*GOAL OF THE EXERCISE*. Working through the records below, count the lines that include "while". The reply is that number alone.

Entries taken from a collection

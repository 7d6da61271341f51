//! Walking the scene graph.

use crate::error::{StoryError, StoryResult};
use crate::scene::{ChoiceTarget, Scene};
use crate::story::Story;

/// What happened after a choice was taken.
#[derive(Debug, Clone, PartialEq, Eq)]
pub enum StoryStep {
    /// The walker moved to this scene.
    Scene(String),
    /// The choice leads into combat. The walker stays where it is.
    EnterCombat,
}

/// Tracks the current scene of a [`Story`].
#[derive(Debug, Clone)]
pub struct StoryWalker {
    story: Story,
    current: String,
}

impl StoryWalker {
    /// Start walking at the story's start scene.
    pub fn new(story: Story) -> Self {
        let current = story.start().to_string();
        Self { story, current }
    }

    /// The story being walked.
    pub fn story(&self) -> &Story {
        &self.story
    }

    /// Id of the current scene.
    pub fn current_scene_id(&self) -> &str {
        &self.current
    }

    /// The current scene, if the current id resolves.
    pub fn current_scene(&self) -> Option<&Scene> {
        self.story.scene(&self.current)
    }

    /// Overwrite the current scene id without checking it.
    ///
    /// An unknown id only surfaces when the scene is next shown.
    pub fn set_current(&mut self, id: impl Into<String>) {
        self.current = id.into();
    }

    /// Return to the story's start scene.
    pub fn reset(&mut self) {
        self.current = self.story.start().to_string();
    }

    /// Make `id` the current scene and return it.
    ///
    /// An unknown id leaves the current scene unchanged.
    pub fn show_scene(&mut self, id: &str) -> StoryResult<&Scene> {
        if !self.story.contains(id) {
            tracing::warn!(scene = id, "scene does not exist");
            return Err(StoryError::SceneNotFound(id.to_string()));
        }
        self.current = id.to_string();
        tracing::debug!(scene = id, "scene shown");
        self.story
            .scene(id)
            .ok_or_else(|| StoryError::SceneNotFound(id.to_string()))
    }

    /// Show the current scene again, e.g. when re-entering the story.
    pub fn show_current(&mut self) -> StoryResult<&Scene> {
        let id = self.current.clone();
        self.show_scene(&id)
    }

    /// Take the choice at `index` (0-based) in the current scene.
    pub fn choose(&mut self, index: usize) -> StoryResult<StoryStep> {
        let scene = self
            .current_scene()
            .ok_or_else(|| StoryError::SceneNotFound(self.current.clone()))?;
        let choice = scene
            .choices
            .get(index)
            .ok_or(StoryError::InvalidChoice(index))?;

        match choice.target.clone() {
            ChoiceTarget::Combat => Ok(StoryStep::EnterCombat),
            ChoiceTarget::Scene(id) => {
                self.show_scene(&id)?;
                Ok(StoryStep::Scene(id))
            }
        }
    }
}
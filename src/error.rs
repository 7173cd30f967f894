use crate::options::ParseError;
use std::path::PathBuf;

/// Errors that occurred while preparing a report.
///
/// Formatting itself never fails. These errors surface from configuration, and internally from
/// report sections that are then left out.
#[derive(thiserror::Error, Debug)]
#[non_exhaustive]
pub enum Error {
    /// The source file of an error could not be read. The code excerpt is left out of the report
    /// because of this.
    #[error("reading source file {} failed with {source}", .path.display())]
    ReadSource {
        /// Path that was read.
        path: PathBuf,
        /// Underlying I/O error.
        source: std::io::Error,
    },

    /// Request parameters failed to serialize to JSON. A placeholder is rendered instead.
    ///
    /// Note: This is an error in this crate. If you spot this, please open an issue.
    #[error("serializing request parameters failed with {0}")]
    SerializeParameters(serde_json::Error),

    /// Formatter options could not be parsed.
    #[error("invalid formatter options: {0}")]
    Options(#[from] ParseError),

    /// The options environment variable is set but not valid unicode.
    #[error("reading formatter options from environment failed with {0}")]
    Env(std::env::VarError),
}
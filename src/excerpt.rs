use crate::Error;
use std::{
    fs::File,
    io::{BufRead, BufReader},
    path::Path,
};

/// Numbered source lines around a target line.
#[derive(Debug, PartialEq)]
pub(crate) struct Excerpt {
    target: usize,
    first: usize,
    lines: Vec<String>,
}

impl Excerpt {
    /// Read the lines `[max(1, line - context), min(line count, line + context)]` of `path`.
    ///
    /// Only the lines up to the end of the window are read. Invalid UTF-8 is replaced.
    pub(crate) fn read(path: &Path, line: usize, context: usize) -> Result<Self, Error> {
        let read_error = |source| Error::ReadSource {
            path: path.to_owned(),
            source,
        };
        let file = File::open(path).map_err(read_error)?;
        let first = line.saturating_sub(context).max(1);
        let last = line.saturating_add(context);

        let mut lines = Vec::new();
        for (index, raw) in BufReader::new(file).split(b'\n').enumerate() {
            let number = index + 1;
            if number > last {
                break;
            }
            let raw = raw.map_err(read_error)?;
            if number >= first {
                lines.push(String::from_utf8_lossy(&raw).trim_end().to_owned());
            }
        }

        Ok(Excerpt {
            target: line,
            first,
            lines,
        })
    }

    pub(crate) fn is_empty(&self) -> bool {
        self.lines.is_empty()
    }

    /// One row per line: marker, right-aligned line number, separator, text.
    pub(crate) fn rows(&self) -> impl Iterator<Item = String> + '_ {
        self.lines.iter().enumerate().map(move |(offset, text)| {
            let number = self.first + offset;
            let marker = if number == self.target { "> " } else { "  " };
            format!("{}{:>4} | {}", marker, number, text)
        })
    }
}
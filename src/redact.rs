use serde_json::{Map, Value};

/// Replacement for the values of sensitive keys.
pub const REDACTED: &str = "***REDACTED***";

/// Key fragments that mark a value as sensitive.
pub const SENSITIVE_TERMS: [&str; 9] = [
    "password",
    "passwd",
    "pwd",
    "secret",
    "token",
    "api_key",
    "apikey",
    "credit_card",
    "cc",
];

/// Whether the lowercase `key` contains one of the [`SENSITIVE_TERMS`].
///
/// ```
/// use exception_markdown::is_sensitive_key;
///
/// assert!(is_sensitive_key("User_Password"));
/// assert!(is_sensitive_key("accessToken"));
/// assert!(!is_sensitive_key("username"));
/// ```
pub fn is_sensitive_key(key: &str) -> bool {
    let key = key.to_lowercase();
    SENSITIVE_TERMS.iter().any(|term| key.contains(term))
}

/// Copy of `body` with the value of every sensitive key replaced by [`REDACTED`].
///
/// Nested objects are redacted too, unless their own key is sensitive, in which case the whole
/// object is replaced. Objects inside arrays are left as they are.
///
/// The copy is built one level at a time on an explicit stack, so deeply nested input can't
/// overflow the call stack.
///
/// ```
/// use exception_markdown::{redact, REDACTED};
/// use serde_json::json;
///
/// let body = json!({"username": "john", "password": "secret123"});
/// let redacted = redact(body.as_object().unwrap());
/// assert_eq!(json!("john"), redacted["username"]);
/// assert_eq!(json!(REDACTED), redacted["password"]);
/// ```
pub fn redact(body: &Map<String, Value>) -> Map<String, Value> {
    let mut stack = vec![Level::object(body, None, true)];
    loop {
        let Some(level) = stack.last_mut() else {
            return Map::new();
        };
        match level.next_entry() {
            Some((key, value)) => {
                let redacting = level.redacting;
                if redacting && key.is_some_and(|key| is_sensitive_key(key)) {
                    level.insert(key, Value::String(REDACTED.into()));
                    continue;
                }
                match value {
                    Value::Object(map) => stack.push(Level::object(map, key, redacting)),
                    Value::Array(values) => stack.push(Level::array(values, key)),
                    scalar => level.insert(key, scalar.clone()),
                }
            }
            None => {
                let Some(finished) = stack.pop() else {
                    return Map::new();
                };
                let (key, copy) = finished.into_copy();
                match stack.last_mut() {
                    Some(parent) => parent.insert(key, copy),
                    None => {
                        return match copy {
                            Value::Object(map) => map,
                            _ => Map::new(),
                        }
                    }
                }
            }
        }
    }
}

/// A container being copied: what is left to visit and what was copied so far.
enum Container<'a> {
    Object {
        entries: serde_json::map::Iter<'a>,
        copy: Map<String, Value>,
    },
    Array {
        entries: std::slice::Iter<'a, Value>,
        copy: Vec<Value>,
    },
}

struct Level<'a> {
    container: Container<'a>,
    /// Key of this container in its parent object.
    key: Option<&'a String>,
    /// Whether sensitive keys are redacted at this level. Off inside arrays.
    redacting: bool,
}

impl<'a> Level<'a> {
    fn object(map: &'a Map<String, Value>, key: Option<&'a String>, redacting: bool) -> Self {
        Level {
            container: Container::Object {
                entries: map.iter(),
                copy: Map::new(),
            },
            key,
            redacting,
        }
    }

    fn array(values: &'a [Value], key: Option<&'a String>) -> Self {
        Level {
            container: Container::Array {
                entries: values.iter(),
                copy: Vec::with_capacity(values.len()),
            },
            key,
            redacting: false,
        }
    }

    fn next_entry(&mut self) -> Option<(Option<&'a String>, &'a Value)> {
        match &mut self.container {
            Container::Object { entries, .. } => entries.next().map(|(k, v)| (Some(k), v)),
            Container::Array { entries, .. } => entries.next().map(|v| (None, v)),
        }
    }

    fn insert(&mut self, key: Option<&String>, value: Value) {
        match &mut self.container {
            Container::Object { copy, .. } => {
                if let Some(key) = key {
                    copy.insert(key.clone(), value);
                }
            }
            Container::Array { copy, .. } => copy.push(value),
        }
    }

    fn into_copy(self) -> (Option<&'a String>, Value) {
        let copy = match self.container {
            Container::Object { copy, .. } => Value::Object(copy),
            Container::Array { copy, .. } => Value::Array(copy),
        };
        (self.key, copy)
    }
}

#[cfg(test)]
mod tests {
    use super::*;
    use serde_json::json;
    use test_case::test_case;

    fn object(value: Value) -> Map<String, Value> {
        match value {
            Value::Object(map) => map,
            _ => panic!("we should not get here"),
        }
    }

    #[test_case("password" ; "password")]
    #[test_case("passwd" ; "passwd")]
    #[test_case("pwd" ; "pwd")]
    #[test_case("secret" ; "secret")]
    #[test_case("token" ; "token")]
    #[test_case("api_key" ; "api key")]
    #[test_case("apikey" ; "apikey")]
    #[test_case("credit_card" ; "credit card")]
    #[test_case("cc" ; "cc")]
    #[test_case("MY_PASSWORD" ; "case insensitive")]
    #[test_case("user_token" ; "substring")]
    #[test_case("success" ; "substring inside an unrelated word")]
    fn sensitive(key: &'static str) {
        assert!(is_sensitive_key(key));
    }

    #[test_case("username" ; "username")]
    #[test_case("email" ; "email")]
    #[test_case("" ; "empty")]
    fn not_sensitive(key: &'static str) {
        assert!(!is_sensitive_key(key));
    }

    #[test]
    fn redacts_top_level() {
        let body = object(json!({
            "username": "john",
            "password": "secret123",
            "api_key": 42,
        }));
        assert_eq!(
            object(json!({
                "username": "john",
                "password": REDACTED,
                "api_key": REDACTED,
            })),
            redact(&body)
        );
    }

    #[test]
    fn redacts_nested() {
        let body = object(json!({
            "user": {"name": "John", "password": "x", "profile": {"token": [1, 2]}},
        }));
        assert_eq!(
            object(json!({
                "user": {"name": "John", "password": REDACTED, "profile": {"token": REDACTED}},
            })),
            redact(&body)
        );
    }

    #[test]
    fn sensitive_object_is_replaced_whole() {
        let body = object(json!({"secrets": {"name": "kept?", "password": "x"}}));
        assert_eq!(object(json!({"secrets": REDACTED})), redact(&body));
    }

    #[test]
    fn input_is_not_modified() {
        let body = object(json!({"password": "x"}));
        let _ = redact(&body);
        assert_eq!(Some(&json!("x")), body.get("password"));
    }

    #[test]
    fn idempotent() {
        let body = object(json!({
            "password": "x",
            "user": {"pwd": {"deep": 1}, "name": "n"},
            "list": [{"token": "t"}],
        }));
        let once = redact(&body);
        assert_eq!(once, redact(&once));
    }

    #[test]
    fn deep_nesting() {
        let mut body = json!({"password": "bottom"});
        for _ in 0..1_000 {
            body = json!({ "level": body });
        }
        let mut redacted = Value::Object(redact(body.as_object().unwrap()));
        let mut depth = 0;
        while let Some(inner) = redacted.get_mut("level") {
            redacted = inner.take();
            depth += 1;
        }
        assert_eq!(1_000, depth);
        assert_eq!(json!({"password": REDACTED}), redacted);
    }

    #[test]
    fn deep_nesting_in_arrays() {
        let mut list = json!([{"password": "kept"}]);
        for _ in 0..1_000 {
            list = json!([list]);
        }
        let body = object(json!({"list": list, "token": "t"}));
        let mut redacted = redact(&body);
        assert_eq!(Some(&json!(REDACTED)), redacted.get("token"));

        let mut inner = redacted.remove("list").unwrap();
        let mut depth = 0;
        while let Value::Array(mut values) = inner {
            inner = values.pop().unwrap();
            depth += 1;
        }
        assert_eq!(1_001, depth);
        assert_eq!(json!({"password": "kept"}), inner);
    }

    /// Objects inside arrays are not redacted. This is a known gap.
    #[test]
    fn known_gap_objects_in_arrays_are_not_redacted() {
        let body = object(json!({"users": [{"password": "x"}]}));
        assert_eq!(body, redact(&body));
    }
}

*ANSWER TO THIS TASK*. 3